Definition
[IT.T.9],[TD.T.5] Poisoning attacks involve an adversary compromising a machine learning (ML) model by manipulating the training data. The attacker injects malicious data into the training dataset or alters the original training data. The high-level goal is to maximize the generalization error in the classification process or reduce the system’s performance. These attacks occur during the training process, aiming to shift the decision boundaries of classifiers.
Targeted assets
System Asset: machine learning training system, ML system input/API.
Business Asset: input data, training data.
Security Criteria: integrity, availability.
Attack details
Exploited vulnerabilities
Vulnerabilities:
- The training dataset is susceptible to unauthorized modifications.
- The target model's performance can be skewed through training on malicious samples.
- Training data directly influences the performance of the machine learning mode.
- Gathering of public data without validation and sanitization.
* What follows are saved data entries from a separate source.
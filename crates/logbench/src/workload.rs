// Dweve Logbench - Serial vs. Parallel Log Analyzer Benchmark Pipeline
//
// Copyright (c) 2025 Dweve IP B.V. and individual contributors.
//
// SPDX-License-Identifier: Apache-2.0
//
// Licensed under the Apache License, Version 2.0 (the "License");
// you may not use this file except in compliance with the License.
// You may obtain a copy of the License in the LICENSE file at the
// root of this repository or at: http://www.apache.org/licenses/LICENSE-2.0
//
// Unless required by applicable law or agreed to in writing, software
// distributed under the License is distributed on an "AS IS" BASIS,
// WITHOUT WARRANTIES OR CONDITIONS OF ANY KIND, either express or implied.
// See the License for the specific language governing permissions and
// limitations under the License.

//! Synthetic log corpus generation.
//!
//! Generates stress-test log files of controlled scale and statistical
//! shape for the external analyzer to chew on. Every line is drawn
//! independently: a uniformly chosen severity level, a source address from
//! a fixed 50-entry pool, a message from the pool keyed by that line's own
//! level, and a timestamp jittered around "now".
//!
//! Line format: `YYYY-MM-DD HH:MM:SS <LEVEL> <source> <message>`.
//!
//! All sampling functions take an explicit random source so callers control
//! reproducibility: production code passes [`rand::thread_rng`], tests pass
//! a seeded [`StdRng`](rand::rngs::StdRng).

use crate::error::{BenchError, Result};
use chrono::{Duration, Local};
use once_cell::sync::Lazy;
use rand::Rng;
use std::fs::{self, File};
use std::io::{BufWriter, Write};
use std::path::Path;

/// Number of distinct synthetic source addresses.
pub const SOURCE_COUNT: usize = 50;

/// Timestamp jitter bound, in hours on either side of "now".
const JITTER_HOURS: i64 = 100;

static SOURCES: Lazy<Vec<String>> = Lazy::new(|| {
    (1..=SOURCE_COUNT)
        .map(|i| format!("192.168.0.{}", i))
        .collect()
});

/// The fixed pool of synthetic source addresses (`192.168.0.1` through
/// `192.168.0.50`).
pub fn sources() -> &'static [String] {
    &SOURCES
}

const INFO_MESSAGES: &[&str] = &[
    "User login successful",
    "Service started",
    "Request completed",
    "Data synchronized",
    "Cache updated",
    "Connection established",
];

const ERROR_MESSAGES: &[&str] = &[
    "Database connection failed",
    "Timeout occurred",
    "File not found",
    "Permission denied",
    "Memory allocation failed",
    "Service unavailable",
];

const WARNING_MESSAGES: &[&str] = &[
    "Disk usage high",
    "Memory usage high",
    "Slow response time",
    "Cache miss rate increasing",
    "Network latency detected",
];

const DEBUG_MESSAGES: &[&str] = &[
    "Debugging mode enabled",
    "Debugging trace point",
    "Variable dump requested",
    "Performance monitor active",
];

/// Log severity levels recognized by the analyzer.
#[derive(Debug, Clone, Copy, PartialEq, Eq, Hash)]
pub enum Level {
    Info,
    Error,
    Warning,
    Debug,
}

impl Level {
    /// Returns the level token as it appears in a log line.
    pub fn as_str(&self) -> &'static str {
        match self {
            Self::Info => "INFO",
            Self::Error => "ERROR",
            Self::Warning => "WARNING",
            Self::Debug => "DEBUG",
        }
    }

    /// Returns all levels.
    pub fn all() -> &'static [Level] {
        &[Self::Info, Self::Error, Self::Warning, Self::Debug]
    }

    /// Returns the message pool for this level.
    ///
    /// Message selection MUST be conditioned on the line's own level;
    /// cross-pool messages would skew the analyzer's category counts.
    pub fn messages(&self) -> &'static [&'static str] {
        match self {
            Self::Info => INFO_MESSAGES,
            Self::Error => ERROR_MESSAGES,
            Self::Warning => WARNING_MESSAGES,
            Self::Debug => DEBUG_MESSAGES,
        }
    }

    /// Parses a level token, returning `None` for anything unrecognized.
    pub fn from_token(token: &str) -> Option<Self> {
        match token {
            "INFO" => Some(Self::Info),
            "ERROR" => Some(Self::Error),
            "WARNING" => Some(Self::Warning),
            "DEBUG" => Some(Self::Debug),
            _ => None,
        }
    }
}

/// A named corpus of a fixed target line count.
#[derive(Debug, Clone, PartialEq, Eq)]
pub struct WorkloadSpec {
    /// Output file name, relative to the data directory.
    pub name: String,
    /// Exact number of log lines to generate.
    pub line_count: usize,
}

impl WorkloadSpec {
    /// Creates a new workload spec.
    pub fn new(name: impl Into<String>, line_count: usize) -> Self {
        Self {
            name: name.into(),
            line_count,
        }
    }

    /// The default five-corpus benchmark set, smallest first.
    pub fn default_set() -> Vec<WorkloadSpec> {
        vec![
            Self::new("log_small.txt", crate::sizes::SMALL),
            Self::new("log_medium.txt", crate::sizes::MEDIUM),
            Self::new("log_large.txt", crate::sizes::LARGE),
            Self::new("log_xlarge.txt", crate::sizes::XLARGE),
            Self::new("log_xxlarge.txt", crate::sizes::XXLARGE),
        ]
    }
}

fn sample_timestamp<R: Rng + ?Sized>(rng: &mut R) -> String {
    let offset = Duration::hours(rng.gen_range(-JITTER_HOURS..=JITTER_HOURS))
        + Duration::minutes(rng.gen_range(0..60))
        + Duration::seconds(rng.gen_range(0..60));
    (Local::now() + offset).format("%Y-%m-%d %H:%M:%S").to_string()
}

/// Draws one level uniformly at random.
pub fn sample_level<R: Rng + ?Sized>(rng: &mut R) -> Level {
    let all = Level::all();
    all[rng.gen_range(0..all.len())]
}

/// Draws one complete log line.
///
/// The returned string has no trailing newline; [`write_corpus`] appends
/// one per line.
pub fn sample_line<R: Rng + ?Sized>(rng: &mut R) -> String {
    let level = sample_level(rng);
    let source = &sources()[rng.gen_range(0..SOURCE_COUNT)];
    let pool = level.messages();
    let message = pool[rng.gen_range(0..pool.len())];

    format!(
        "{} {} {} {}",
        sample_timestamp(rng),
        level.as_str(),
        source,
        message
    )
}

/// Writes a corpus of exactly `line_count` log lines to `path`.
///
/// An unwritable destination fails with an I/O error carrying the path;
/// there is no partial retry.
///
/// # Arguments
///
/// * `path` - Destination file, overwritten if present
/// * `line_count` - Exact number of lines to emit
/// * `rng` - Random source for all per-line draws
pub fn write_corpus<R: Rng + ?Sized>(path: &Path, line_count: usize, rng: &mut R) -> Result<()> {
    let file = File::create(path).map_err(|e| BenchError::io_error(path, e))?;
    let mut writer = BufWriter::new(file);

    for _ in 0..line_count {
        writeln!(writer, "{}", sample_line(rng)).map_err(|e| BenchError::io_error(path, e))?;
    }

    writer.flush().map_err(|e| BenchError::io_error(path, e))
}

/// Generates every corpus in `specs` under `data_dir`, creating the
/// directory first.
pub fn generate_all<R: Rng + ?Sized>(
    data_dir: &Path,
    specs: &[WorkloadSpec],
    rng: &mut R,
) -> Result<()> {
    fs::create_dir_all(data_dir).map_err(|e| BenchError::io_error(data_dir, e))?;

    for spec in specs {
        let path = data_dir.join(&spec.name);
        tracing::debug!(corpus = %spec.name, lines = spec.line_count, "generating corpus");
        write_corpus(&path, spec.line_count, rng)?;
    }

    Ok(())
}

#[cfg(test)]
mod tests {
    use super::*;
    use chrono::NaiveDateTime;
    use rand::rngs::StdRng;
    use rand::SeedableRng;

    #[test]
    fn test_source_pool() {
        assert_eq!(sources().len(), SOURCE_COUNT);
        assert_eq!(sources()[0], "192.168.0.1");
        assert_eq!(sources()[49], "192.168.0.50");
    }

    #[test]
    fn test_message_pool_sizes() {
        assert_eq!(Level::Info.messages().len(), 6);
        assert_eq!(Level::Error.messages().len(), 6);
        assert_eq!(Level::Warning.messages().len(), 5);
        assert_eq!(Level::Debug.messages().len(), 4);
    }

    #[test]
    fn test_level_round_trip() {
        for level in Level::all() {
            assert_eq!(Level::from_token(level.as_str()), Some(*level));
        }
        assert_eq!(Level::from_token("TRACE"), None);
    }

    #[test]
    fn test_line_shape() {
        let mut rng = StdRng::seed_from_u64(7);

        for _ in 0..200 {
            let line = sample_line(&mut rng);
            let mut parts = line.splitn(4, ' ');
            let date = parts.next().unwrap();
            let time = parts.next().unwrap();
            let level_token = parts.next().unwrap();
            let rest = parts.next().unwrap();

            let stamp = format!("{} {}", date, time);
            assert!(
                NaiveDateTime::parse_from_str(&stamp, "%Y-%m-%d %H:%M:%S").is_ok(),
                "bad timestamp in line: {}",
                line
            );

            let level = Level::from_token(level_token).expect("unknown level token");

            let mut tail = rest.splitn(2, ' ');
            let source = tail.next().unwrap();
            let message = tail.next().unwrap();
            assert!(sources().iter().any(|s| s == source));
            assert!(
                level.messages().contains(&message),
                "message '{}' not in {} pool",
                message,
                level.as_str()
            );
        }
    }

    #[test]
    fn test_write_corpus_exact_count() {
        let dir = tempfile::tempdir().unwrap();
        let path = dir.path().join("corpus.txt");
        let mut rng = StdRng::seed_from_u64(42);

        write_corpus(&path, 250, &mut rng).unwrap();

        let content = std::fs::read_to_string(&path).unwrap();
        assert_eq!(content.lines().count(), 250);
        for line in content.lines() {
            let token = line.split(' ').nth(2).unwrap();
            assert!(Level::from_token(token).is_some());
        }
    }

    #[test]
    fn test_write_corpus_unwritable_path() {
        let mut rng = StdRng::seed_from_u64(1);
        let err = write_corpus(Path::new("/nonexistent-dir/corpus.txt"), 10, &mut rng)
            .expect_err("writing into a missing directory must fail");
        assert!(matches!(err, BenchError::Io { .. }));
    }

    #[test]
    fn test_default_set() {
        let set = WorkloadSpec::default_set();
        assert_eq!(set.len(), 5);
        assert_eq!(set[0], WorkloadSpec::new("log_small.txt", 100));
        assert_eq!(set[4].line_count, 100_000);

        // Sizes are strictly increasing.
        for pair in set.windows(2) {
            assert!(pair[0].line_count < pair[1].line_count);
        }
    }

    #[test]
    fn test_generate_all() {
        let dir = tempfile::tempdir().unwrap();
        let data_dir = dir.path().join("data");
        let specs = vec![
            WorkloadSpec::new("a.txt", 10),
            WorkloadSpec::new("b.txt", 20),
        ];
        let mut rng = StdRng::seed_from_u64(3);

        generate_all(&data_dir, &specs, &mut rng).unwrap();

        let a = std::fs::read_to_string(data_dir.join("a.txt")).unwrap();
        let b = std::fs::read_to_string(data_dir.join("b.txt")).unwrap();
        assert_eq!(a.lines().count(), 10);
        assert_eq!(b.lines().count(), 20);
    }
}
// Dweve Logbench - Serial vs. Parallel Log Analyzer Benchmark Pipeline
//
// Copyright (c) 2025 Dweve IP B.V. and individual contributors.
//
// SPDX-License-Identifier: Apache-2.0
//
// Licensed under the Apache License, Version 2.0 (the "License");
// you may not use this file except in compliance with the License.
// You may obtain a copy of the License in the LICENSE file at the
// root of this repository or at: http://www.apache.org/licenses/LICENSE-2.0
//
// Unless required by applicable law or agreed to in writing, software
// distributed under the License is distributed on an "AS IS" BASIS,
// WITHOUT WARRANTIES OR CONDITIONS OF ANY KIND, either express or implied.
// See the License for the specific language governing permissions and
// limitations under the License.

//! Logbench Benchmark Pipeline
//!
//! Characterizes an external log analyzer's serial vs. parallel performance:
//!
//! - **Workload generation**: synthetic log corpora of controlled scale and
//!   statistical shape
//! - **Measurement capture**: drives the external timed analyzer and
//!   persists its tabular stdout as the raw artifact
//! - **Metrics**: parses and validates the artifact into a typed table
//! - **Charts**: renders time-comparison, speedup, and efficiency PNGs
//!
//! ## Usage
//!
//! Run the full pipeline:
//! ```bash
//! cargo run --package logbench-cli
//! ```
//!
//! Or drive it from code:
//! ```no_run
//! use logbench::{Pipeline, PipelineConfig};
//!
//! let summary = Pipeline::new(PipelineConfig::default()).run();
//! assert!(summary.is_success());
//! ```
//!
//! The pipeline is a single synchronous control flow; the "parallel" in
//! serial-vs-parallel refers to the external analyzer's internals. Running
//! two pipelines against the same paths concurrently is undefined and left
//! to callers to avoid.

pub mod charts;
pub mod config;
pub mod driver;
pub mod error;
pub mod metrics;
pub mod pipeline;
pub mod workload;

// Re-export key types for convenience
pub use charts::{render_efficiency, render_speedup, render_time_comparison};
pub use config::PipelineConfig;
pub use driver::AnalyzerDriver;
pub use error::{BenchError, Result};
pub use metrics::{
    BenchmarkRow, MetricField, MetricsTable, ValidationWarning, REFERENCE_THREADS,
};
pub use pipeline::{Pipeline, RunSummary, StepResult, StepStatus};
pub use workload::{Level, WorkloadSpec};

/// Standard corpus sizes, in log lines.
pub mod sizes {
    /// Small corpus: quick smoke measurements.
    pub const SMALL: usize = 100;
    /// Medium corpus.
    pub const MEDIUM: usize = 1_000;
    /// Large corpus.
    pub const LARGE: usize = 10_000;
    /// Extra-large corpus.
    pub const XLARGE: usize = 50_000;
    /// Stress corpus: ~100k lines, dominates analyzer run time.
    pub const XXLARGE: usize = 100_000;
}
- Lack of training data integrity checks.
- Unauthorized access to the training data.
- Lack of sanitization of publicly acquired training data.
- Usage of unverified and unsanitized training data.
Threat agent
Threat agent: white-box scenario. In this scenario, the attacker is assumed to have complete knowledge of the target machine learning model, its architecture, parameters, utilized training data, and the learning algorithm.
Attack methods
Attack methods:
- The adversary introduces spurious features to the positive training samples, this is a "correlated outlier attack". The adversary mimics the legitimate traffic as malicious and submits it to the target classifier, the crafted malicious traffic is used for target model training, this is an "allergy attack".
- Addition of the malicious training samples into the dataset and target model retraining on the poisoned dataset. The malicious samples are produced by random generation of noise and its addition to the original sample.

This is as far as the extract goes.